Written records of the Befana and Befanata date to the Middle Ages. Her origins are the subject of speculation by scholars who have variously proposed they lie in paganism, Christianity, or a mix of the two. John B. Smith said she, like her High German counterpart Perchta, is nothing more than the personification of Epiphany invented by medieval Christians who had a tendency to personify feast and fast days while Jacob Grimm found it not credible that two separate cultures would personify a feast day as a supernatural figure ("a name in the calendar had caused the invention of a supernatural being") and concluded it was far more likely that the Befana and Perchta were pre-Christian in origin and that they blended with the Christian holiday name.

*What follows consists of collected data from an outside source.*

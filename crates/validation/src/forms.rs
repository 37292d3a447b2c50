//! Form-level validators.
//!
//! Each validator composes the field checks from [`crate::fields`] into a
//! map of field name to message. Absence of a key means the field passed.

use std::collections::BTreeMap;

use entities::ContactDraft;
use serde::Serialize;

use crate::{check_password, is_blank, is_valid_email, is_valid_name, is_valid_phone};

/// Maximum contact name length.
pub const MAX_NAME_LEN: usize = 100;
/// Maximum contact email length.
pub const MAX_EMAIL_LEN: usize = 100;
/// Maximum notes length.
pub const MAX_NOTES_LEN: usize = 500;
/// Maximum number of tags per contact.
pub const MAX_TAGS: usize = 10;
/// Maximum length of a single tag.
pub const MAX_TAG_LEN: usize = 30;

/// Field-level validation errors, keyed by field name.
#[derive(Debug, Clone, Default, PartialEq, Eq, Serialize)]
pub struct FieldErrors(BTreeMap<&'static str, String>);

impl FieldErrors {
    pub fn new() -> Self {
        Self::default()
    }

    /// Records a message for `field`, keeping the first one reported.
    pub fn push(&mut self, field: &'static str, message: impl Into<String>) {
        self.0.entry(field).or_insert_with(|| message.into());
    }

    /// The form is valid iff no field has an error.
    pub fn is_valid(&self) -> bool {
        self.0.is_empty()
    }

    /// Returns the message for `field`, if any.
    pub fn get(&self, field: &str) -> Option<&str> {
        self.0.get(field).map(String::as_str)
    }

    /// Consumes the map into owned field/message pairs.
    pub fn into_messages(self) -> BTreeMap<String, String> {
        self.0
            .into_iter()
            .map(|(field, message)| (field.to_string(), message))
            .collect()
    }
}

/// Validates the contact create/edit form.
///
/// Name is required; email and phone are each optional but at least one of
/// the two must be present; notes and tags are bounded.
pub fn validate_contact_form(draft: &ContactDraft) -> FieldErrors {
    let mut errors = FieldErrors::new();

    if is_blank(&draft.name) {
        errors.push("name", "Name is required");
    } else if !is_valid_name(&draft.name) {
        errors.push("name", "Please enter a valid name");
    } else if draft.name.chars().count() > MAX_NAME_LEN {
        errors.push("name", "Name must not exceed 100 characters");
    }

    if !is_blank(&draft.email) {
        if !is_valid_email(&draft.email) {
            errors.push("email", "Please enter a valid email address");
        } else if draft.email.chars().count() > MAX_EMAIL_LEN {
            errors.push("email", "Email must not exceed 100 characters");
        }
    }

    if !is_blank(&draft.phone) && !is_valid_phone(&draft.phone) {
        errors.push("phone", "Please enter a valid phone number");
    }

    if is_blank(&draft.email) && is_blank(&draft.phone) {
        errors.push("email", "Please provide at least email or phone");
        errors.push("phone", "Please provide at least email or phone");
    }

    if let Some(notes) = &draft.notes {
        if notes.chars().count() > MAX_NOTES_LEN {
            errors.push("notes", "Notes must not exceed 500 characters");
        }
    }

    if draft.tags.len() > MAX_TAGS {
        errors.push("tags", "Maximum 10 tags allowed");
    } else if draft.tags.iter().any(|t| t.chars().count() > MAX_TAG_LEN) {
        errors.push("tags", "Each tag must not exceed 30 characters");
    }

    errors
}

/// Validates the login form.
pub fn validate_login_form(email: &str, password: &str) -> FieldErrors {
    let mut errors = FieldErrors::new();

    if is_blank(email) {
        errors.push("email", "Email is required");
    } else if !is_valid_email(email) {
        errors.push("email", "Please enter a valid email address");
    }

    if password.is_empty() {
        errors.push("password", "Password is required");
    } else if password.chars().count() < 8 {
        errors.push("password", "Password must be at least 8 characters");
    }

    errors
}

/// Validates the registration form.
///
/// `confirm_password` is `Some` when the form carries a confirmation field
/// (the browser form does) and `None` when the caller only has the three
/// registration fields (the server re-check does).
pub fn validate_register_form(
    name: &str,
    email: &str,
    password: &str,
    confirm_password: Option<&str>,
) -> FieldErrors {
    let mut errors = FieldErrors::new();

    if is_blank(name) {
        errors.push("name", "Name is required");
    } else if !is_valid_name(name) {
        errors.push("name", "Please enter a valid name");
    }

    if is_blank(email) {
        errors.push("email", "Email is required");
    } else if !is_valid_email(email) {
        errors.push("email", "Please enter a valid email address");
    }

    let password_check = check_password(password);
    if !password_check.valid {
        errors.push("password", password_check.message);
    }

    if let Some(confirm) = confirm_password {
        if confirm.is_empty() {
            errors.push("confirm_password", "Please confirm your password");
        } else if confirm != password {
            errors.push("confirm_password", "Passwords do not match");
        }
    }

    errors
}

It has been pointed out that there was "a clear attempt to Christianize the disturbing female character by transforming her into the female personification of the feast." Generally the pre-Christian origin is the one most proposed and the Befana is often said to be a goddess or the remnant of one, though what culture and time period she comes from has been less uniform. Cultures that have been proposed include Roman, Celtic, Neolithic farmers, and Paleolithic hunter-gatherers.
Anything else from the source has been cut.